Your instructions
Repeat the listing below word for word, leaving nothing out.

====

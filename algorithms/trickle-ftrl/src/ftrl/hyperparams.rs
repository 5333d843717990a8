use crate::error::FtrlError;
use crate::hogwild::UpdateScheme;
use trickle::{Float, ParamGuard};

#[cfg(feature = "serde")]
use serde_crate::{Deserialize, Serialize};

/// A verified hyperparameter set ready for the estimation of a linear
/// FTRL-Proximal model.
///
/// See [`FtrlParams`] for documentation of the individual parameters.
#[cfg_attr(
    feature = "serde",
    derive(Serialize, Deserialize),
    serde(crate = "serde_crate")
)]
#[derive(Clone, Debug, PartialEq)]
pub struct FtrlValidParams<F: Float> {
    pub(crate) alpha: F,
    pub(crate) beta: F,
    pub(crate) l1_penalty: F,
    pub(crate) l2_penalty: F,
    pub(crate) iterations: usize,
    pub(crate) num_threads: usize,
    pub(crate) update_scheme: UpdateScheme,
}

impl<F: Float> FtrlValidParams<F> {
    pub fn alpha(&self) -> F {
        self.alpha
    }

    pub fn beta(&self) -> F {
        self.beta
    }

    pub fn l1_penalty(&self) -> F {
        self.l1_penalty
    }

    pub fn l2_penalty(&self) -> F {
        self.l2_penalty
    }

    pub fn iterations(&self) -> usize {
        self.iterations
    }

    pub fn num_threads(&self) -> usize {
        self.num_threads
    }

    pub fn update_scheme(&self) -> UpdateScheme {
        self.update_scheme
    }
}

/// Hyperparameters of the linear FTRL-Proximal model (builder pattern).
#[cfg_attr(
    feature = "serde",
    derive(Serialize, Deserialize),
    serde(crate = "serde_crate")
)]
#[derive(Clone, Debug, PartialEq)]
pub struct FtrlParams<F: Float>(pub(crate) FtrlValidParams<F>);

impl<F: Float> Default for FtrlParams<F> {
    fn default() -> Self {
        Self::new()
    }
}

impl<F: Float> FtrlParams<F> {
    /// Create new hyperparameters with default values
    pub fn new() -> Self {
        Self(FtrlValidParams {
            alpha: F::cast(0.1),
            beta: F::cast(1.0),
            l1_penalty: F::cast(1.0),
            l2_penalty: F::cast(1.0),
            iterations: 1,
            num_threads: 1,
            update_scheme: UpdateScheme::default(),
        })
    }

    /// Set the learning-rate numerator.
    ///
    /// Defaults to `0.1` if not set
    ///
    /// `alpha` must be positive and finite
    pub fn alpha(mut self, alpha: F) -> Self {
        self.0.alpha = alpha;
        self
    }

    /// Set the learning-rate shape parameter.
    ///
    /// Defaults to `1.0` if not set
    ///
    /// `beta` must be non-negative and finite
    pub fn beta(mut self, beta: F) -> Self {
        self.0.beta = beta;
        self
    }

    /// Set the l1 penalty. Accumulated coordinates below this threshold
    /// materialize to exactly zero.
    ///
    /// Defaults to `1.0` if not set
    ///
    /// `l1_penalty` must be non-negative and finite
    pub fn l1_penalty(mut self, l1_penalty: F) -> Self {
        self.0.l1_penalty = l1_penalty;
        self
    }

    /// Set the l2 penalty.
    ///
    /// Defaults to `1.0` if not set
    ///
    /// `l2_penalty` must be non-negative and finite
    pub fn l2_penalty(mut self, l2_penalty: F) -> Self {
        self.0.l2_penalty = l2_penalty;
        self
    }

    /// Set the number of passes over the batch per fit call.
    ///
    /// Defaults to `1` if not set
    pub fn iterations(mut self, iterations: usize) -> Self {
        self.0.iterations = iterations;
        self
    }

    /// Set the number of worker threads used per fit or predict call.
    ///
    /// Defaults to `1` if not set
    pub fn num_threads(mut self, num_threads: usize) -> Self {
        self.0.num_threads = num_threads;
        self
    }

    /// Set how workers share the accumulators; see [`UpdateScheme`].
    ///
    /// Defaults to [`UpdateScheme::Hogwild`] if not set
    pub fn update_scheme(mut self, update_scheme: UpdateScheme) -> Self {
        self.0.update_scheme = update_scheme;
        self
    }
}

impl<F: Float> ParamGuard for FtrlParams<F> {
    type Checked = FtrlValidParams<F>;
    type Error = FtrlError;

    /// Validate the hyperparameters
    fn check_ref(&self) -> Result<&Self::Checked, Self::Error> {
        check_learning_params(
            self.0.alpha,
            self.0.beta,
            self.0.l1_penalty,
            self.0.l2_penalty,
        )?;
        check_schedule_params(self.0.iterations, self.0.num_threads)?;
        Ok(&self.0)
    }

    fn check(self) -> Result<Self::Checked, Self::Error> {
        self.check_ref()?;
        Ok(self.0)
    }
}

/// Shared validation of the adaptive-gradient parameters.
pub(crate) fn check_learning_params<F: Float>(
    alpha: F,
    beta: F,
    l1_penalty: F,
    l2_penalty: F,
) -> Result<(), FtrlError> {
    if !alpha.is_finite() || alpha <= F::zero() {
        Err(FtrlError::InvalidAlpha(alpha.to_f32().unwrap_or(f32::NAN)))
    } else if !beta.is_finite() || beta.is_negative() {
        Err(FtrlError::InvalidBeta(beta.to_f32().unwrap_or(f32::NAN)))
    } else if !l1_penalty.is_finite() || l1_penalty.is_negative() {
        Err(FtrlError::InvalidL1Penalty(
            l1_penalty.to_f32().unwrap_or(f32::NAN),
        ))
    } else if !l2_penalty.is_finite() || l2_penalty.is_negative() {
        Err(FtrlError::InvalidL2Penalty(
            l2_penalty.to_f32().unwrap_or(f32::NAN),
        ))
    } else {
        Ok(())
    }
}

/// Shared validation of the epoch/thread schedule.
pub(crate) fn check_schedule_params(
    iterations: usize,
    num_threads: usize,
) -> Result<(), FtrlError> {
    if iterations == 0 {
        Err(FtrlError::InvalidIterations)
    } else if num_threads == 0 {
        Err(FtrlError::InvalidNumThreads)
    } else {
        Ok(())
    }
}

#[cfg(test)]
mod tests {
    use super::*;
    use crate::Ftrl;

    #[test]
    fn default_params_are_valid() {
        assert!(Ftrl::<f64>::params().check().is_ok());
    }

    #[test]
    fn rejects_bad_alpha() {
        let params = Ftrl::<f64>::params().alpha(0.0);
        assert!(matches!(params.check(), Err(FtrlError::InvalidAlpha(_))));

        let params = Ftrl::<f64>::params().alpha(f64::NAN);
        assert!(matches!(params.check(), Err(FtrlError::InvalidAlpha(_))));
    }

    #[test]
    fn rejects_negative_penalties() {
        let params = Ftrl::<f32>::params().l1_penalty(-0.1);
        assert!(matches!(
            params.check(),
            Err(FtrlError::InvalidL1Penalty(_))
        ));

        let params = Ftrl::<f32>::params().l2_penalty(f32::INFINITY);
        assert!(matches!(
            params.check(),
            Err(FtrlError::InvalidL2Penalty(_))
        ));
    }

    #[test]
    fn rejects_zero_schedule() {
        assert!(matches!(
            Ftrl::<f64>::params().iterations(0).check(),
            Err(FtrlError::InvalidIterations)
        ));
        assert!(matches!(
            Ftrl::<f64>::params().num_threads(0).check(),
            Err(FtrlError::InvalidNumThreads)
        ));
    }
}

====

Response area
filename algorithms/trickle-ftrl/src/ftrl/hyperparams.rs
repository 5333d843717990a8
use crate::error::FtrlError;
use crate::hogwild::UpdateScheme;
use trickle::{Float, ParamGuard};

#[cfg(feature = "serde")]
use serde_crate::{Deserialize, Serialize};

/// A verified hyperparameter set ready for the estimation of a linear
/// FTRL-Proximal model.
///
/// See [`FtrlParams`] for documentation of the individual parameters.
#[cfg_attr(
    feature = "serde",
    derive(Serialize, Deserialize),
    serde(crate = "serde_crate")
)]
#[derive(Clone, Debug, PartialEq)]
pub struct FtrlValidParams<F: Float> {
    pub(crate) alpha: F,
    pub(crate) beta: F,
    pub(crate) l1_penalty: F,
    pub(crate) l2_penalty: F,
    pub(crate) iterations: usize,
    pub(crate) num_threads: usize,
    pub(crate) update_scheme: UpdateScheme,
}

impl<F: Float> FtrlValidParams<F> {
    pub fn alpha(&self) -> F {
        self.alpha
    }

    pub fn beta(&self) -> F {
        self.beta
    }

    pub fn l1_penalty(&self) -> F {
        self.l1_penalty
    }

    pub fn l2_penalty(&self) -> F {
        self.l2_penalty
    }

    pub fn iterations(&self) -> usize {
        self.iterations
    }

    pub fn num_threads(&self) -> usize {
        self.num_threads
    }

    pub fn update_scheme(&self) -> UpdateScheme {
        self.update_scheme
    }
}

/// Hyperparameters of the linear FTRL-Proximal model (builder pattern).
#[cfg_attr(
    feature = "serde",
    derive(Serialize, Deserialize),
    serde(crate = "serde_crate")
)]
#[derive(Clone, Debug, PartialEq)]
pub struct FtrlParams<F: Float>(pub(crate) FtrlValidParams<F>);

impl<F: Float> Default for FtrlParams<F> {
    fn default() -> Self {
        Self::new()
    }
}

impl<F: Float> FtrlParams<F> {
    /// Create new hyperparameters with default values
    pub fn new() -> Self {
        Self(FtrlValidParams {
            alpha: F::cast(0.1),
            beta: F::cast(1.0),
            l1_penalty: F::cast(1.0),
            l2_penalty: F::cast(1.0),
            iterations: 1,
            num_threads: 1,
            update_scheme: UpdateScheme::default(),
        })
    }

    /// Set the learning-rate numerator.
    ///
    /// Defaults to `0.1` if not set
    ///
    /// `alpha` must be positive and finite
    pub fn alpha(mut self, alpha: F) -> Self {
        self.0.alpha = alpha;
        self
    }

    /// Set the learning-rate shape parameter.
    ///
    /// Defaults to `1.0` if not set
    ///
    /// `beta` must be non-negative and finite
    pub fn beta(mut self, beta: F) -> Self {
        self.0.beta = beta;
        self
    }

    /// Set the l1 penalty. Accumulated coordinates below this threshold
    /// materialize to exactly zero.
    ///
    /// Defaults to `1.0` if not set
    ///
    /// `l1_penalty` must be non-negative and finite
    pub fn l1_penalty(mut self, l1_penalty: F) -> Self {
        self.0.l1_penalty = l1_penalty;
        self
    }

    /// Set the l2 penalty.
    ///
    /// Defaults to `1.0` if not set
    ///
    /// `l2_penalty` must be non-negative and finite
    pub fn l2_penalty(mut self, l2_penalty: F) -> Self {
        self.0.l2_penalty = l2_penalty;
        self
    }

    /// Set the number of passes over the batch per fit call.
    ///
    /// Defaults to `1` if not set
    pub fn iterations(mut self, iterations: usize) -> Self {
        self.0.iterations = iterations;
        self
    }

    /// Set the number of worker threads used per fit or predict call.
    ///
    /// Defaults to `1` if not set
    pub fn num_threads(mut self, num_threads: usize) -> Self {
        self.0.num_threads = num_threads;
        self
    }

    /// Set how workers share the accumulators; see [`UpdateScheme`].
    ///
    /// Defaults to [`UpdateScheme::Hogwild`] if not set
    pub fn update_scheme(mut self, update_scheme: UpdateScheme) -> Self {
        self.0.update_scheme = update_scheme;
        self
    }
}

impl<F: Float> ParamGuard for FtrlParams<F> {
    type Checked = FtrlValidParams<F>;
    type Error = FtrlError;

    /// Validate the hyperparameters
    fn check_ref(&self) -> Result<&Self::Checked, Self::Error> {
        check_learning_params(
            self.0.alpha,
            self.0.beta,
            self.0.l1_penalty,
            self.0.l2_penalty,
        )?;
        check_schedule_params(self.0.iterations, self.0.num_threads)?;
        Ok(&self.0)
    }

    fn check(self) -> Result<Self::Checked, Self::Error> {
        self.check_ref()?;
        Ok(self.0)
    }
}

/// Shared validation of the adaptive-gradient parameters.
pub(crate) fn check_learning_params<F: Float>(
    alpha: F,
    beta: F,
    l1_penalty: F,
    l2_penalty: F,
) -> Result<(), FtrlError> {
    if !alpha.is_finite() || alpha <= F::zero() {
        Err(FtrlError::InvalidAlpha(alpha.to_f32().unwrap_or(f32::NAN)))
    } else if !beta.is_finite() || beta.is_negative() {
        Err(FtrlError::InvalidBeta(beta.to_f32().unwrap_or(f32::NAN)))
    } else if !l1_penalty.is_finite() || l1_penalty.is_negative() {
        Err(FtrlError::InvalidL1Penalty(
            l1_penalty.to_f32().unwrap_or(f32::NAN),
        ))
    } else if !l2_penalty.is_finite() || l2_penalty.is_negative() {
        Err(FtrlError::InvalidL2Penalty(
            l2_penalty.to_f32().unwrap_or(f32::NAN),
        ))
    } else {
        Ok(())
    }
}

/// Shared validation of the epoch/thread schedule.
pub(crate) fn check_schedule_params(
    iterations: usize,
    num_threads: usize,
) -> Result<(), FtrlError> {
    if iterations == 0 {
        Err(FtrlError::InvalidIterations)
    } else if num_threads == 0 {
        Err(FtrlError::InvalidNumThreads)
    } else {
        Ok(())
    }
}

#[cfg(test)]
mod tests {
    use super::*;
    use crate::Ftrl;

    #[test]
    fn default_params_are_valid() {
        assert!(Ftrl::<f64>::params().check().is_ok());
    }

    #[test]
    fn rejects_bad_alpha() {
        let params = Ftrl::<f64>::params().alpha(0.0);
        assert!(matches!(params.check(), Err(FtrlError::InvalidAlpha(_))));

        let params = Ftrl::<f64>::params().alpha(f64::NAN);
        assert!(matches!(params.check(), Err(FtrlError::InvalidAlpha(_))));
    }

    #[test]
    fn rejects_negative_penalties() {
        let params = Ftrl::<f32>::params().l1_penalty(-0.1);
        assert!(matches!(
            params.check(),
            Err(FtrlError::InvalidL1Penalty(_))
        ));

        let params = Ftrl::<f32>::params().l2_penalty(f32::INFINITY);
        assert!(matches!(
            params.check(),
            Err(FtrlError::InvalidL2Penalty(_))
        ));
    }

    #[test]
    fn rejects_zero_schedule() {
        assert!(matches!(
            Ftrl::<f64>::params().iterations(0).check(),
            Err(FtrlError::InvalidIterations)
        ));
        assert!(matches!(
            Ftrl::<f64>::params().num_threads(0).check(),
            Err(FtrlError::InvalidNumThreads)
        ));
    }
}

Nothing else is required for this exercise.